• **TASK GOAL**: Restate word for word every line from the top of the data below down through the line that holds "require_positive(window)?;".

• **INPUT FOR THIS TASK**:
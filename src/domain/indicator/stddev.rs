//! Rolling population standard deviation.
//!
//! STDDEV(n)[i] = sqrt(sum((x[i-j] - SMA(n)[i])^2 for j in 0..n) / n)
//! Warmup: first (n-1) rows are undefined.

use crate::domain::error::InputError;
use crate::domain::indicator::{IndicatorSeries, require_positive, trailing};

pub fn stddev(series: &[Option<f64>], window: usize) -> Result<IndicatorSeries, InputError> {
    require_positive(window)?;
    Ok((0..series.len())
        .map(|i| {
            let values = trailing(series, i, window)?;
            let mean = values.iter().sum::<f64>() / window as f64;
            let variance = values
                .iter()
                .map(|v| {
                    let diff = v - mean;
                    diff * diff
                })
                .sum::<f64>()
                / window as f64;
            Some(variance.sqrt())
        })
        .collect())
}
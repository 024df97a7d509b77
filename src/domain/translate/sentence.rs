//! Sentence-driven translator.
//!
//! Splits the text into sentences (and splits again where a sentence turns
//! to a new verb, as in "... and sell when ..."), then classifies each piece
//! by its leading verb. Pieces without one count as entry conditions, so
//! "When RSI drops below 30, buy." still reads as an entry rule.

use std::sync::LazyLock;

use regex::Regex;
use tracing::{debug, trace};

use super::lexicon::{self, Side};
use super::{StructuredStrategy, Translator};
use crate::domain::error::TranslateError;

static SENTENCE_END: LazyLock<Regex> =
    LazyLock::new(|| Regex::new(r"[.!?;]+(?:\s+|$)").unwrap());

static VERB_BREAK: LazyLock<Regex> = LazyLock::new(|| {
    Regex::new(r",?\s+(?:and|but|then)\s+(?:then\s+)?(buy|enter|go long|sell|exit|go flat)\b").unwrap()
});

static LEADING_VERB: LazyLock<Regex> = LazyLock::new(|| {
    Regex::new(r"^(buy|enter|go long|trigger entry|sell|exit|close the position|go flat)\b").unwrap()
});

static CONDITION_START: LazyLock<Regex> =
    LazyLock::new(|| Regex::new(r"\b(?:when|if|once|whenever)\s+").unwrap());

#[derive(Debug, Clone, Copy, Default)]
pub struct SentenceTranslator;

fn sentences(text: &str) -> Vec<&str> {
    let mut pieces = Vec::new();
    for sentence in SENTENCE_END.split(text) {
        let mut start = 0;
        for caps in VERB_BREAK.captures_iter(sentence) {
            if let (Some(whole), Some(verb)) = (caps.get(0), caps.get(1)) {
                pieces.push(&sentence[start..whole.start()]);
                start = verb.start();
            }
        }
        pieces.push(&sentence[start..]);
    }
    pieces.retain(|p| !p.trim().is_empty());
    pieces
}

fn classify(sentence: &str) -> Side {
    match LEADING_VERB.captures(sentence).and_then(|c| c.get(1)) {
        Some(verb) => Side::from_verb(verb.as_str()),
        None => Side::Entry,
    }
}

fn condition(sentence: &str) -> &str {
    if let Some(m) = CONDITION_START.find(sentence) {
        return &sentence[m.end()..];
    }
    match LEADING_VERB.find(sentence) {
        Some(m) => &sentence[m.end()..],
        None => sentence,
    }
}

impl Translator for SentenceTranslator {
    fn name(&self) -> &'static str {
        "sentence"
    }

    fn structure(&self, text: &str) -> Result<StructuredStrategy, TranslateError> {
        let normalized = lexicon::normalize(text);
        let mut structured = StructuredStrategy::default();

        for sentence in sentences(&normalized) {
            let side = classify(sentence);
            let clauses = lexicon::conditions(condition(sentence));
            trace!(sentence, ?side, clauses = clauses.len(), "classified sentence");
            match side {
                Side::Entry => structured.entry.extend(clauses),
                Side::Exit => structured.exit.extend(clauses),
            }
        }

        if structured.is_empty() {
            return Err(TranslateError::NoClauses {
                text: text.trim().to_string(),
            });
        }
        debug!(
            entry = structured.entry.len(),
            exit = structured.exit.len(),
            "structured natural language rules"
        );
        Ok(structured)
    }
}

• **SOLUTION**:
filename src/domain/indicator/stddev.rs
//! Rolling population standard deviation.
//!
//! STDDEV(n)[i] = sqrt(sum((x[i-j] - SMA(n)[i])^2 for j in 0..n) / n)
//! Warmup: first (n-1) rows are undefined.

use crate::domain::error::InputError;
use crate::domain::indicator::{IndicatorSeries, require_positive, trailing};

pub fn stddev(series: &[Option<f64>], window: usize) -> Result<IndicatorSeries, InputError> {
    require_positive(window)?;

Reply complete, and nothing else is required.